With his first two high-profile appointments, President-elect Bush has made a good start at keeping that promise. Secretary of State Colin Powell and National Security Advisor Condoleezza Rice will provide a solid nucleus to what, along with former Defense Secretary-Vice President Dick Cheney, should be a formidable foreign policy team.
Neither appointment comes as a surprise; both did, after all, serve in the administration of Mr. Bush’s father. Gen. Powell was always considered the leading contender for State and Ms. Rice coordinated the Bush campaign’s foreign policy advisory team. Both have inspiring personal stories to tell: He rose from poverty in one of New York City’s toughest neighborhoods to become chairman of the Joint Chiefs and one of the most admired Americans today; she is the daughter of two Alabama schoolteachers who got her early education in segregated schools and who went on to become Stanford University’s youngest, first female and first African-American provost.
The next president and his two appointees share the realpolitik view that America’s power and prestige must be used sparingly and only to advance a definable national interest. During the campaign, candidate Bush repeatedly said the United States must not get involved in ”nation-building” overseas; Gen. Powell is famous for his initial opposition to committing American troops to the Gulf War coalition; in her Republican convention address, Ms. Rice said U.S. forces “are not the world’s 911.”
It certainly is not isolationism, but, beyond that, it lacks definition – “nation building” remains a phrase with a pejorative implication but no real meaning, it takes no great boldness to say that the United States should not be the world’s policeman. Still, in the Cold War aftermath, when the circumstances that could call for intervention are increasingly individualized, the causes misunderstood and the repercussion unpredictable, it is wise to start from a position of guardedness. As the United States still races to catch up with the global political transformation of the last decade, nothing conveys strength like the reluctance to use it.

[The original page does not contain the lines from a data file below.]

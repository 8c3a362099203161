mod app;
mod config;
mod effects;
mod logging;
mod persistence;
mod ui;

pub use app::run_app;
use url::Url;

use crate::presenter::{present, Block};
use crate::{
    AppStep, GroundingSource, ParsedResumeData, SavedJobs, SearchPreferences, SearchResult, Theme,
};

/// Labels of the three visible wizard stages.
pub const PROGRESS_LABELS: [&str; 3] = ["Resume", "Preferences", "Opportunities"];

#[derive(Debug, Clone, PartialEq, Eq, Default)]
pub struct AppViewModel {
    pub step: AppStep,
    /// Index into [`PROGRESS_LABELS`].
    pub progress: usize,
    pub theme: Theme,
    pub notice: Option<String>,
    pub error_message: Option<String>,
    pub profile: Option<ProfileView>,
    pub preferences: SearchPreferences,
    pub results: Option<ResultsView>,
    pub saved: Vec<SourceView>,
}

#[derive(Debug, Clone, PartialEq, Eq)]
pub struct ProfileView {
    pub data: ParsedResumeData,
    pub rating: Option<AtsRating>,
}

impl ProfileView {
    pub(crate) fn new(data: ParsedResumeData) -> Self {
        let rating = data.ats_score.map(AtsRating::from_score);
        Self { data, rating }
    }
}

#[derive(Debug, Clone, Copy, PartialEq, Eq)]
pub enum AtsRating {
    Excellent,
    Good,
    NeedsWork,
}

impl AtsRating {
    pub fn from_score(score: u8) -> Self {
        match score {
            80.. => AtsRating::Excellent,
            60..=79 => AtsRating::Good,
            _ => AtsRating::NeedsWork,
        }
    }

    pub fn label(self) -> &'static str {
        match self {
            AtsRating::Excellent => "Excellent",
            AtsRating::Good => "Good",
            AtsRating::NeedsWork => "Needs Work",
        }
    }
}

#[derive(Debug, Clone, PartialEq, Eq)]
pub struct ResultsView {
    pub blocks: Vec<Block>,
    pub sources: Vec<SourceView>,
}

impl ResultsView {
    pub(crate) fn new(results: &SearchResult, saved: &SavedJobs) -> Self {
        Self {
            blocks: present(&results.text),
            sources: results
                .sources
                .iter()
                .map(|source| SourceView::new(source.clone(), saved.contains(&source.uri)))
                .collect(),
        }
    }
}

#[derive(Debug, Clone, PartialEq, Eq)]
pub struct SourceView {
    pub source: GroundingSource,
    pub host: String,
    pub saved: bool,
}

impl SourceView {
    pub(crate) fn new(source: GroundingSource, saved: bool) -> Self {
        let host = host_of(&source.uri);
        Self {
            source,
            host,
            saved,
        }
    }
}

/// Host name of `uri`, or the raw string when it does not parse.
pub fn host_of(uri: &str) -> String {
    Url::parse(uri)
        .ok()
        .and_then(|url| url.host_str().map(str::to_owned))
        .unwrap_or_else(|| uri.to_string())
}

pub(crate) fn progress_index(step: AppStep) -> usize {
    match step {
        AppStep::Upload | AppStep::Analyzing => 0,
        AppStep::ConfirmDetails | AppStep::Searching => 1,
        AppStep::Results => 2,
        AppStep::SavedJobs | AppStep::Error => 0,
    }
}
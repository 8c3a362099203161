use std::io;
use std::path::{Path, PathBuf};

use base64::engine::general_purpose::STANDARD;
use base64::Engine as _;
use scout_core::MediaType;

/// Largest file accepted as an inline attachment.
pub const MAX_ATTACHMENT_BYTES: u64 = 20 * 1024 * 1024;

/// File bytes in transport-safe form, ready for a JSON request body.
#[derive(Debug, Clone, PartialEq, Eq)]
pub struct EncodedAttachment {
    pub media_type: MediaType,
    /// Standard base64 with padding.
    pub data: String,
}

#[derive(Debug, thiserror::Error)]
pub enum EncodeError {
    #[error("failed to read {path:?}: {source}")]
    Read {
        path: PathBuf,
        #[source]
        source: io::Error,
    },
    #[error("{path:?} is empty")]
    Empty { path: PathBuf },
    #[error("{path:?} is {actual} bytes, over the {max_bytes} byte limit")]
    TooLarge {
        path: PathBuf,
        actual: u64,
        max_bytes: u64,
    },
}

pub fn encode_bytes(bytes: &[u8], media_type: MediaType) -> EncodedAttachment {
    EncodedAttachment {
        media_type,
        data: STANDARD.encode(bytes),
    }
}

/// Reads `path` and encodes it. The media type is taken as already validated.
pub async fn encode_file(
    path: &Path,
    media_type: MediaType,
) -> Result<EncodedAttachment, EncodeError> {
    let read_error = |source| EncodeError::Read {
        path: path.to_path_buf(),
        source,
    };

    let len = tokio::fs::metadata(path).await.map_err(read_error)?.len();
    if len > MAX_ATTACHMENT_BYTES {
        return Err(EncodeError::TooLarge {
            path: path.to_path_buf(),
            actual: len,
            max_bytes: MAX_ATTACHMENT_BYTES,
        });
    }

    let bytes = tokio::fs::read(path).await.map_err(read_error)?;
    if bytes.is_empty() {
        return Err(EncodeError::Empty {
            path: path.to_path_buf(),
        });
    }
    Ok(encode_bytes(&bytes, media_type))
}
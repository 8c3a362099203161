use std::net::TcpListener;
use std::time::Duration;

use pretty_assertions::assert_eq;
use scout_core::{GroundingSource, JobQuery, MediaType, ParsedResumeData};
use scout_engine::{
    encode_bytes, FailureKind, GeminiClient, GeminiSettings, JobSearcher, ResumeAnalyzer,
    NO_RESULTS_TEXT,
};
use serde_json::{json, Value};
use wiremock::matchers::{body_partial_json, header, method, path};
use wiremock::{Mock, MockServer, ResponseTemplate};

const ENDPOINT: &str = "/v1beta/models/test-model:generateContent";

fn client(server: &MockServer) -> GeminiClient {
    let mut settings = GeminiSettings::new("test-key");
    settings.base_url = server.uri();
    settings.model = "test-model".to_string();
    settings.request_timeout = Some(Duration::from_secs(5));
    GeminiClient::new(settings).expect("client builds")
}

fn text_response(text: &str) -> Value {
    json!({
        "candidates": [{
            "content": { "role": "model", "parts": [{ "text": text }] }
        }]
    })
}

fn analysis_text(score: f64) -> String {
    json!({
        "jobName": "Backend Engineer",
        "experienceYears": "6",
        "skills": "Rust, Postgres, Kafka",
        "certifications": "None",
        "atsScore": score,
        "atsRecommendations": ["Quantify impact", "Add keywords"]
    })
    .to_string()
}

fn query() -> JobQuery {
    JobQuery {
        profile: ParsedResumeData {
            job_name: "Backend Engineer".to_string(),
            experience_years: "6".to_string(),
            skills: "Rust, Postgres".to_string(),
            certifications: "None".to_string(),
            ..ParsedResumeData::default()
        },
        location: "Berlin".to_string(),
        interests: "Remote".to_string(),
    }
}

#[tokio::test]
async fn analyze_returns_the_extracted_profile() {
    let server = MockServer::start().await;
    Mock::given(method("POST"))
        .and(path(ENDPOINT))
        .and(header("x-goog-api-key", "test-key"))
        .and(body_partial_json(json!({
            "contents": [{ "parts": [{ "inlineData": { "mimeType": "application/pdf", "data": "JVBERg==" } }] }],
            "generationConfig": { "responseMimeType": "application/json" }
        })))
        .respond_with(ResponseTemplate::new(200).set_body_json(text_response(&analysis_text(82.0))))
        .expect(1)
        .mount(&server)
        .await;

    let attachment = encode_bytes(b"%PDF", MediaType::Pdf);
    let data = client(&server)
        .analyze(&attachment)
        .await
        .expect("analysis ok");

    assert_eq!(
        data,
        ParsedResumeData {
            job_name: "Backend Engineer".to_string(),
            experience_years: "6".to_string(),
            skills: "Rust, Postgres, Kafka".to_string(),
            certifications: "None".to_string(),
            ats_score: Some(82),
            ats_recommendations: vec!["Quantify impact".to_string(), "Add keywords".to_string()],
        }
    );
}

#[tokio::test]
async fn analyze_rounds_fractional_scores() {
    let server = MockServer::start().await;
    Mock::given(method("POST"))
        .and(path(ENDPOINT))
        .respond_with(ResponseTemplate::new(200).set_body_json(text_response(&analysis_text(71.6))))
        .mount(&server)
        .await;

    let data = client(&server)
        .analyze(&encode_bytes(b"png", MediaType::Png))
        .await
        .expect("analysis ok");
    assert_eq!(data.ats_score, Some(72));
}

#[tokio::test]
async fn analyze_rejects_missing_fields() {
    let server = MockServer::start().await;
    let partial = json!({ "jobName": "Engineer", "skills": "Go" }).to_string();
    Mock::given(method("POST"))
        .and(path(ENDPOINT))
        .respond_with(ResponseTemplate::new(200).set_body_json(text_response(&partial)))
        .mount(&server)
        .await;

    let err = client(&server)
        .analyze(&encode_bytes(b"x", MediaType::Pdf))
        .await
        .unwrap_err();
    assert_eq!(err.kind, FailureKind::SchemaViolation);
}

#[tokio::test]
async fn analyze_rejects_out_of_range_score() {
    let server = MockServer::start().await;
    Mock::given(method("POST"))
        .and(path(ENDPOINT))
        .respond_with(ResponseTemplate::new(200).set_body_json(text_response(&analysis_text(140.0))))
        .mount(&server)
        .await;

    let err = client(&server)
        .analyze(&encode_bytes(b"x", MediaType::Pdf))
        .await
        .unwrap_err();
    assert_eq!(err.kind, FailureKind::SchemaViolation);
}

#[tokio::test]
async fn analyze_without_candidates_is_empty_response() {
    let server = MockServer::start().await;
    Mock::given(method("POST"))
        .and(path(ENDPOINT))
        .respond_with(ResponseTemplate::new(200).set_body_json(json!({ "candidates": [] })))
        .mount(&server)
        .await;

    let err = client(&server)
        .analyze(&encode_bytes(b"x", MediaType::Jpeg))
        .await
        .unwrap_err();
    assert_eq!(err.kind, FailureKind::EmptyResponse);
}

#[tokio::test]
async fn http_errors_carry_status_and_service_message() {
    let server = MockServer::start().await;
    Mock::given(method("POST"))
        .and(path(ENDPOINT))
        .respond_with(ResponseTemplate::new(500).set_body_json(json!({
            "error": { "code": 500, "message": "backend unavailable", "status": "INTERNAL" }
        })))
        .mount(&server)
        .await;

    let err = client(&server)
        .analyze(&encode_bytes(b"x", MediaType::Pdf))
        .await
        .unwrap_err();
    assert_eq!(err.kind, FailureKind::HttpStatus(500));
    assert_eq!(err.message, "backend unavailable");
}

#[tokio::test]
async fn non_json_body_is_malformed() {
    let server = MockServer::start().await;
    Mock::given(method("POST"))
        .and(path(ENDPOINT))
        .respond_with(ResponseTemplate::new(200).set_body_string("<html>proxy</html>"))
        .mount(&server)
        .await;

    let err = client(&server).search(&query()).await.unwrap_err();
    assert_eq!(err.kind, FailureKind::MalformedResponse);
}

#[tokio::test]
async fn search_enables_grounding_and_collects_web_sources() {
    let server = MockServer::start().await;
    Mock::given(method("POST"))
        .and(path(ENDPOINT))
        .and(header("x-goog-api-key", "test-key"))
        .and(body_partial_json(json!({ "tools": [{ "googleSearch": {} }] })))
        .respond_with(ResponseTemplate::new(200).set_body_json(json!({
            "candidates": [{
                "content": { "parts": [{ "text": "# Group: Remote\n* Rust Dev at Acme" }] },
                "groundingMetadata": {
                    "groundingChunks": [
                        { "web": { "uri": "https://jobs.example.com/1", "title": "Acme" } },
                        { "retrievedContext": { "uri": "gs://bucket/doc" } },
                        { "web": { "uri": "https://boards.example.org/2" } },
                        { "web": { "uri": "https://jobs.example.com/1", "title": "Acme" } }
                    ]
                }
            }]
        })))
        .expect(1)
        .mount(&server)
        .await;

    let result = client(&server).search(&query()).await.expect("search ok");

    assert_eq!(result.text, "# Group: Remote\n* Rust Dev at Acme");
    assert_eq!(
        result.sources,
        vec![
            GroundingSource::new("https://jobs.example.com/1", "Acme"),
            GroundingSource::new("https://boards.example.org/2", ""),
            GroundingSource::new("https://jobs.example.com/1", "Acme"),
        ]
    );
}

#[tokio::test]
async fn search_prompt_reaches_the_service() {
    let server = MockServer::start().await;
    Mock::given(method("POST"))
        .and(path(ENDPOINT))
        .respond_with(ResponseTemplate::new(200).set_body_json(text_response("ok")))
        .mount(&server)
        .await;

    client(&server)
        .with_today(|| "2026-10-18".to_string())
        .search(&query())
        .await
        .expect("search ok");

    let requests = server.received_requests().await.expect("recording on");
    assert_eq!(requests.len(), 1);
    let body: Value = serde_json::from_slice(&requests[0].body).unwrap();
    let prompt = body["contents"][0]["parts"][0]["text"].as_str().unwrap();
    assert!(prompt.contains("- Target Location: Berlin"));
    assert!(prompt.contains("Today's date: 2026-10-18"));
    assert!(body.get("generationConfig").is_none());
}

#[tokio::test]
async fn blank_search_text_falls_back_to_no_results() {
    let server = MockServer::start().await;
    Mock::given(method("POST"))
        .and(path(ENDPOINT))
        .respond_with(ResponseTemplate::new(200).set_body_json(text_response("   ")))
        .mount(&server)
        .await;

    let result = client(&server).search(&query()).await.expect("search ok");
    assert_eq!(result.text, NO_RESULTS_TEXT);
    assert!(result.sources.is_empty());
}

#[tokio::test]
async fn search_http_errors_carry_status() {
    let server = MockServer::start().await;
    Mock::given(method("POST"))
        .and(path(ENDPOINT))
        .respond_with(ResponseTemplate::new(503).set_body_string("overloaded"))
        .mount(&server)
        .await;

    let err = client(&server).search(&query()).await.unwrap_err();
    assert_eq!(err.kind, FailureKind::HttpStatus(503));
    assert_eq!(err.message, "overloaded");
}

#[tokio::test]
async fn slow_service_times_out() {
    let server = MockServer::start().await;
    Mock::given(method("POST"))
        .and(path(ENDPOINT))
        .respond_with(
            ResponseTemplate::new(200)
                .set_body_json(text_response("late"))
                .set_delay(Duration::from_secs(3)),
        )
        .mount(&server)
        .await;

    let mut settings = GeminiSettings::new("test-key");
    settings.base_url = server.uri();
    settings.model = "test-model".to_string();
    settings.request_timeout = Some(Duration::from_millis(200));
    let client = GeminiClient::new(settings).unwrap();

    let err = client.search(&query()).await.unwrap_err();
    assert_eq!(err.kind, FailureKind::Timeout);
}

#[tokio::test]
async fn unreachable_service_is_a_network_failure() {
    let port = {
        let listener = TcpListener::bind("127.0.0.1:0").unwrap();
        listener.local_addr().unwrap().port()
    };

    let mut settings = GeminiSettings::new("k");
    settings.base_url = format!("http://127.0.0.1:{port}");
    settings.request_timeout = Some(Duration::from_secs(2));
    let client = GeminiClient::new(settings).unwrap();

    let err = client.search(&query()).await.unwrap_err();
    assert_eq!(err.kind, FailureKind::Network);
}
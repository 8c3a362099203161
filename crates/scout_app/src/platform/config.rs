use std::fs;
use std::io;
use std::path::{Path, PathBuf};
use std::time::Duration;

use scout_engine::{GeminiSettings, DEFAULT_BASE_URL, DEFAULT_MODEL};
use serde::Deserialize;
use thiserror::Error;

use super::logging::LogDestination;

pub const DEFAULT_CONFIG_FILENAME: &str = "jobscout.ron";
const API_KEY_VARS: [&str; 2] = ["GEMINI_API_KEY", "API_KEY"];

#[derive(Debug, Error)]
pub enum ConfigError {
    #[error("failed to read config {path:?}: {source}")]
    Read {
        path: PathBuf,
        #[source]
        source: io::Error,
    },
    #[error("failed to parse config {path:?}: {message}")]
    Parse { path: PathBuf, message: String },
    #[error("no API key: set GEMINI_API_KEY or API_KEY")]
    MissingApiKey,
}

/// Settings read from `jobscout.ron`. Every field is optional in the file.
#[derive(Debug, Clone, PartialEq, Deserialize)]
#[serde(default)]
pub struct AppConfig {
    pub api_base_url: String,
    pub model: String,
    pub data_dir: PathBuf,
    /// `None` disables the request timeout.
    pub request_timeout_secs: Option<u64>,
    pub log_destination: LogDestination,
    pub log_level: String,
}

impl Default for AppConfig {
    fn default() -> Self {
        Self {
            api_base_url: DEFAULT_BASE_URL.to_string(),
            model: DEFAULT_MODEL.to_string(),
            data_dir: PathBuf::from(".jobscout"),
            request_timeout_secs: Some(120),
            log_destination: LogDestination::File,
            log_level: "info".to_string(),
        }
    }
}

impl AppConfig {
    /// Loads `explicit`, or `jobscout.ron` from the working directory when it
    /// exists, or the defaults.
    pub fn load(explicit: Option<&Path>) -> Result<Self, ConfigError> {
        match explicit {
            Some(path) => Self::from_file(path),
            None => {
                let path = Path::new(DEFAULT_CONFIG_FILENAME);
                if path.is_file() {
                    Self::from_file(path)
                } else {
                    Ok(Self::default())
                }
            }
        }
    }

    pub fn from_file(path: &Path) -> Result<Self, ConfigError> {
        let text = fs::read_to_string(path).map_err(|source| ConfigError::Read {
            path: path.to_path_buf(),
            source,
        })?;
        Self::parse(&text).map_err(|message| ConfigError::Parse {
            path: path.to_path_buf(),
            message,
        })
    }

    pub fn parse(text: &str) -> Result<Self, String> {
        ron::from_str(text).map_err(|err| err.to_string())
    }

    pub fn gemini_settings(&self, api_key: String) -> GeminiSettings {
        let mut settings = GeminiSettings::new(api_key);
        settings.base_url = self.api_base_url.clone();
        settings.model = self.model.clone();
        settings.request_timeout = self.request_timeout_secs.map(Duration::from_secs);
        settings
    }
}

/// First non-blank value of `GEMINI_API_KEY`, then `API_KEY`.
pub fn api_key_from(lookup: impl Fn(&str) -> Option<String>) -> Result<String, ConfigError> {
    API_KEY_VARS
        .iter()
        .filter_map(|name| lookup(name))
        .map(|value| value.trim().to_string())
        .find(|value| !value.is_empty())
        .ok_or(ConfigError::MissingApiKey)
}

pub fn api_key() -> Result<String, ConfigError> {
    api_key_from(|name| std::env::var(name).ok())
}
use std::collections::VecDeque;
use std::io::{self, BufRead, Write};
use std::sync::{mpsc, Arc};
use std::thread;

use anyhow::Context;
use chrono::Local;
use scout_core::{update, AppState, Msg};
use scout_engine::{EngineHandle, FileStore, GeminiClient, KeyValueStore};
use scout_logging::{parse_level, scout_debug, scout_info};

use super::config::{self, AppConfig};
use super::effects::{spawn_event_forwarder, EffectRunner};
use super::logging;
use super::persistence;
use super::ui::commands::{self, Command};
use super::ui::render::render;
use crate::Cli;

/// Everything the main loop reacts to.
pub enum AppEvent {
    Msg(Msg),
    Line(String),
    InputClosed,
}

pub fn run_app(cli: Cli) -> anyhow::Result<()> {
    let mut config = AppConfig::load(cli.config.as_deref())?;
    if let Some(data_dir) = cli.data_dir {
        config.data_dir = data_dir;
    }
    logging::initialize(
        config.log_destination,
        parse_level(&config.log_level),
        &config.data_dir,
    );
    scout_info!("Starting jobscout model={} data_dir={:?}", config.model, config.data_dir);

    let api_key = config::api_key()?;
    let store: Arc<dyn KeyValueStore> = Arc::new(
        FileStore::open(&config.data_dir)
            .with_context(|| format!("opening data directory {:?}", config.data_dir))?,
    );

    let client = GeminiClient::new(config.gemini_settings(api_key))?
        .with_today(|| Local::now().format("%Y-%m-%d").to_string());
    let client = Arc::new(client);

    let (app_tx, app_rx) = mpsc::channel::<AppEvent>();
    let (event_tx, event_rx) = mpsc::channel();
    let engine = EngineHandle::new(client.clone(), client, event_tx)
        .context("starting engine thread")?;
    spawn_event_forwarder(event_rx, app_tx.clone()).context("starting event thread")?;
    spawn_input_reader(app_tx).context("starting input thread")?;

    let runner = EffectRunner::new(engine, store.clone());
    let system_theme = persistence::system_theme(std::env::var("COLORFGBG").ok().as_deref());

    let mut session = Session {
        state: AppState::new(),
        runner,
    };
    session.dispatch(persistence::restore_message(store.as_ref(), system_theme));
    if let Some(path) = cli.resume {
        session.dispatch(Msg::ResumeSelected(path));
    }
    session.draw();

    while let Ok(event) = app_rx.recv() {
        match event {
            AppEvent::Msg(msg) => session.dispatch_and_draw(msg),
            AppEvent::Line(line) => match commands::parse(&line, &session.state.view()) {
                Command::Dispatch(msg) => session.dispatch_and_draw(msg),
                Command::Quit => break,
                Command::Help => println!("{}", commands::usage(session.state.step())),
                Command::Ignored => {}
                Command::Invalid(reason) => println!("{reason}"),
            },
            AppEvent::InputClosed => break,
        }
        prompt();
    }

    scout_info!("Exiting jobscout");
    Ok(())
}

struct Session {
    state: AppState,
    runner: EffectRunner,
}

impl Session {
    fn dispatch(&mut self, msg: Msg) {
        let mut pending = VecDeque::from([msg]);
        while let Some(msg) = pending.pop_front() {
            scout_debug!("dispatch {} in {:?}", msg_name(&msg), self.state.step());
            let (state, effects) = update(std::mem::take(&mut self.state), msg);
            self.state = state;
            pending.extend(self.runner.run(effects));
        }
    }

    fn dispatch_and_draw(&mut self, msg: Msg) {
        self.dispatch(msg);
        if self.state.consume_dirty() {
            self.draw_frame();
        }
    }

    fn draw(&mut self) {
        self.state.consume_dirty();
        self.draw_frame();
        prompt();
    }

    fn draw_frame(&self) {
        print!("\n{}", render(&self.state.view()));
    }
}

fn prompt() {
    print!("jobscout> ");
    let _ = io::stdout().flush();
}

fn spawn_input_reader(app_tx: mpsc::Sender<AppEvent>) -> io::Result<thread::JoinHandle<()>> {
    thread::Builder::new()
        .name("scout-input".to_string())
        .spawn(move || {
            let stdin = io::stdin();
            for line in stdin.lock().lines() {
                let Ok(line) = line else { break };
                if app_tx.send(AppEvent::Line(line)).is_err() {
                    return;
                }
            }
            let _ = app_tx.send(AppEvent::InputClosed);
        })
}

/// Variant name only; payloads can hold whole resumes.
fn msg_name(msg: &Msg) -> &'static str {
    match msg {
        Msg::ResumeSelected(_) => "ResumeSelected",
        Msg::AnalysisCompleted(_) => "AnalysisCompleted",
        Msg::AnalysisFailed => "AnalysisFailed",
        Msg::ProfileEdited { .. } => "ProfileEdited",
        Msg::LocationChanged(_) => "LocationChanged",
        Msg::InterestsChanged(_) => "InterestsChanged",
        Msg::PreferencesSubmitted => "PreferencesSubmitted",
        Msg::SearchCompleted(_) => "SearchCompleted",
        Msg::SearchFailed => "SearchFailed",
        Msg::ResetClicked => "ResetClicked",
        Msg::ShowSavedJobs => "ShowSavedJobs",
        Msg::BackClicked => "BackClicked",
        Msg::ToggleSaved(_) => "ToggleSaved",
        Msg::OpenLink(_) => "OpenLink",
        Msg::ThemeToggled => "ThemeToggled",
        Msg::RestorePreferences { .. } => "RestorePreferences",
    }
}
use crate::view_model::{progress_index, AppViewModel, ProfileView, ResultsView, SourceView};
use crate::{
    GroundingSource, JobQuery, ParsedResumeData, ProfileField, SavedJobs, SearchResult, Theme,
};

pub const ANALYSIS_FAILED_MESSAGE: &str =
    "We couldn't parse that file. Please try a different PDF or Image.";
pub const SEARCH_FAILED_MESSAGE: &str = "Search failed due to a network issue. Please try again.";
pub const MISSING_LOCATION_MESSAGE: &str = "Please enter a location";
pub const DEFAULT_INTERESTS: &str = "relevant positions";

/// Wizard step. Exactly one is active at a time.
#[derive(Debug, Clone, Copy, PartialEq, Eq, Default)]
pub enum AppStep {
    #[default]
    Upload,
    Analyzing,
    ConfirmDetails,
    Searching,
    Results,
    SavedJobs,
    Error,
}

#[derive(Debug, Clone, PartialEq, Eq, Default)]
pub struct SearchPreferences {
    pub location: String,
    pub interests: String,
}

#[derive(Debug, Clone, PartialEq, Eq, Default)]
pub struct AppState {
    step: AppStep,
    /// Where `BackClicked` returns to from the saved-jobs view.
    saved_origin: Option<AppStep>,
    resume: Option<ParsedResumeData>,
    preferences: SearchPreferences,
    results: Option<SearchResult>,
    error_message: Option<&'static str>,
    notice: Option<&'static str>,
    saved: SavedJobs,
    theme: Theme,
    dirty: bool,
}

impl AppState {
    pub fn new() -> Self {
        Self::default()
    }

    pub fn step(&self) -> AppStep {
        self.step
    }

    pub fn resume(&self) -> Option<&ParsedResumeData> {
        self.resume.as_ref()
    }

    pub fn results(&self) -> Option<&SearchResult> {
        self.results.as_ref()
    }

    pub fn saved_jobs(&self) -> &SavedJobs {
        &self.saved
    }

    pub fn theme(&self) -> Theme {
        self.theme
    }

    pub fn view(&self) -> AppViewModel {
        AppViewModel {
            step: self.step,
            progress: progress_index(self.step),
            theme: self.theme,
            notice: self.notice.map(str::to_owned),
            error_message: self.error_message.map(str::to_owned),
            profile: self.resume.clone().map(ProfileView::new),
            preferences: self.preferences.clone(),
            results: self
                .results
                .as_ref()
                .map(|results| ResultsView::new(results, &self.saved)),
            saved: self
                .saved
                .iter()
                .map(|source| SourceView::new(source.clone(), true))
                .collect(),
        }
    }

    /// Returns whether the view changed since the last call, clearing the flag.
    pub fn consume_dirty(&mut self) -> bool {
        std::mem::take(&mut self.dirty)
    }

    pub(crate) fn mark_dirty(&mut self) {
        self.dirty = true;
    }

    pub(crate) fn set_notice(&mut self, notice: &'static str) {
        self.notice = Some(notice);
        self.mark_dirty();
    }

    pub(crate) fn enter(&mut self, step: AppStep) {
        self.step = step;
        self.notice = None;
        self.mark_dirty();
    }

    pub(crate) fn store_resume(&mut self, data: ParsedResumeData) {
        self.resume = Some(data);
    }

    pub(crate) fn edit_profile(&mut self, field: ProfileField, value: String) {
        if let Some(resume) = self.resume.as_mut() {
            resume.set_field(field, value);
            self.mark_dirty();
        }
    }

    pub(crate) fn preferences_mut(&mut self) -> &mut SearchPreferences {
        self.mark_dirty();
        &mut self.preferences
    }

    /// Builds the search input, or `None` when the location is blank or no profile exists.
    pub(crate) fn job_query(&self) -> Option<JobQuery> {
        let location = self.preferences.location.trim();
        if location.is_empty() {
            return None;
        }
        let interests = match self.preferences.interests.trim() {
            "" => DEFAULT_INTERESTS,
            other => other,
        };
        Some(JobQuery {
            profile: self.resume.clone()?,
            location: location.to_string(),
            interests: interests.to_string(),
        })
    }

    pub(crate) fn store_results(&mut self, results: SearchResult) {
        self.results = Some(results);
    }

    pub(crate) fn fail(&mut self, message: &'static str) {
        self.error_message = Some(message);
        self.enter(AppStep::Error);
    }

    /// Drops everything belonging to the current run. Bookmarks and theme survive.
    pub(crate) fn reset_run(&mut self) {
        self.resume = None;
        self.preferences = SearchPreferences::default();
        self.results = None;
        self.error_message = None;
        self.saved_origin = None;
        self.enter(AppStep::Upload);
    }

    pub(crate) fn open_saved_jobs(&mut self) {
        self.saved_origin = Some(self.step);
        self.enter(AppStep::SavedJobs);
    }

    pub(crate) fn close_saved_jobs(&mut self) {
        let origin = self.saved_origin.take().unwrap_or(AppStep::Upload);
        self.enter(origin);
    }

    pub(crate) fn toggle_saved(&mut self, source: GroundingSource) -> Vec<GroundingSource> {
        self.saved.toggle(source);
        self.mark_dirty();
        self.saved.to_vec()
    }

    pub(crate) fn set_theme(&mut self, theme: Theme) {
        self.theme = theme;
        self.mark_dirty();
    }

    pub(crate) fn restore_saved(&mut self, saved: Vec<GroundingSource>) {
        self.saved = SavedJobs::from_sources(saved);
        self.mark_dirty();
    }
}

Given their teacher-pupil relationship, it is understandable that Ms. Rice and Mr. Bush would be in general philosophical agreement, but there are stark differences. He, for example, believes China’s aggressive nature will be tamed by free trade. She has harshly criticized the Clinton administration for coddling China with precisely the same approach. Whether the subject is Russia or Iraq, she consistently talks tougher.
All three take a dim view of humanitarian intervention as a rule, yet all concede that there are exceptions to the rule (in fact, the only recent U.S. intervention panned by any of the three was Haiti). It is here that Gen. Powell may surprise. Since retiring from the military, he has become an ardent advocate for education and for reaching out to impoverished communities. At a time when trouble comes not from a competing superpower but from terrorists operating out of uneducated, impoverished Third World countries, it is an ethic that could serve the Bush administration, and the entire post-Cold War world, well.